Alan Calvert: "The average weight-lifter trains from 15 to 30 minutes every day ...
"Most professional lifters train only for a short time every day. Some lifters only train three or four times a week. A total of two hours' time each week is enough to keep a man in the highest possible condition, and it is also enough to develop a novice from a totally undeveloped condition into a perfect Hercules." (4)
"Experience has taught us that the best results from heavy bar-bell exercise is obtained by the pupil exercising every other day; that is, seven times in two weeks." (5)
W.A. Pullum: "Relative to the question of how often a man should practise, there is no hard and fast rule, some finding a regular daily programme produce the best results, others discovering they do better by missing a practice now and then.
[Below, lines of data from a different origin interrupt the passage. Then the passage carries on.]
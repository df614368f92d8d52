//! Reader thresholds
//!
//! Defaults are the values the printed form was tuned for. Operators can
//! override them through the environment without rebuilding:
//!
//! - `FORM_DARK_THRESHOLD`: luminance below which a pixel counts as ink (0-255)
//! - `FORM_SIGNIFICANCE_FACTOR`: how far above the mean a strip must rise to count as a mark

use crate::layout::DIGIT_SECTIONS;

/// Luminance strictly below this counts as a dark (inked) pixel
pub const DARK_THRESHOLD: u8 = 100;
/// A strip must exceed `(1 + SIGNIFICANCE_FACTOR) * mean` to stand out
pub const SIGNIFICANCE_FACTOR: f64 = 0.5;

fn parse_env_u8(name: &str, default: u8) -> u8 {
    std::env::var(name)
        .ok()
        .and_then(|v| v.trim().parse::<u8>().ok())
        .unwrap_or(default)
}

fn parse_env_f64(name: &str, default: f64) -> f64 {
    std::env::var(name)
        .ok()
        .and_then(|v| v.trim().parse::<f64>().ok())
        .filter(|v| v.is_finite() && *v >= 0.0)
        .unwrap_or(default)
}

/// Thresholds used by the bubble analyzer
#[derive(Debug, Clone, Copy, PartialEq)]
pub struct ReaderConfig {
    /// See [`DARK_THRESHOLD`]
    pub dark_threshold: u8,
    /// See [`SIGNIFICANCE_FACTOR`]
    pub significance_factor: f64,
    /// Strips per digit group
    pub digit_sections: usize,
}

impl Default for ReaderConfig {
    fn default() -> Self {
        Self {
            dark_threshold: DARK_THRESHOLD,
            significance_factor: SIGNIFICANCE_FACTOR,
            digit_sections: DIGIT_SECTIONS,
        }
    }
}

impl ReaderConfig {
    /// Defaults overridden by `FORM_*` environment variables; unparsable values are ignored
    pub fn from_env() -> Self {
        let defaults = Self::default();
        Self {
            dark_threshold: parse_env_u8("FORM_DARK_THRESHOLD", defaults.dark_threshold),
            significance_factor: parse_env_f64(
                "FORM_SIGNIFICANCE_FACTOR",
                defaults.significance_factor,
            ),
            ..defaults
        }
    }
}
Generally speaking, a rest from training once a week invigorates a man. And later, as the work becomes more exacting, it may pay to observe this rest interval even more frequently." (7)
Edgar Mueller: "The number of training sessions per week varied during Goerner's career. Between the years 1905 and 1913 he trained usually five times per week, with two days of complete rest ... During this same period (1905 to 1913) there were also periods when Hermann trained daily. After the end of World War I, from 1919 to 1921, Goerner trained on an average four times per week ...
"During Hermann Goerner's professional career -- from 1921 onwards -- he practiced daily with the weights. After the age of 40, when not professionally engaged, he trained three times weekly ... usually Tuesdays and Fridays in the evening and on Sunday mornings.
"Each training session averaged two hours when performed [inside the gym], and when training in the open air it would vary between three and four hours -- sometimes even longer." (8)
George Hackenschmidt: "As a principal rule I should stipulate for regularity of training ... Hence it is advisable to exercise as nearly as possible at the same hour every day...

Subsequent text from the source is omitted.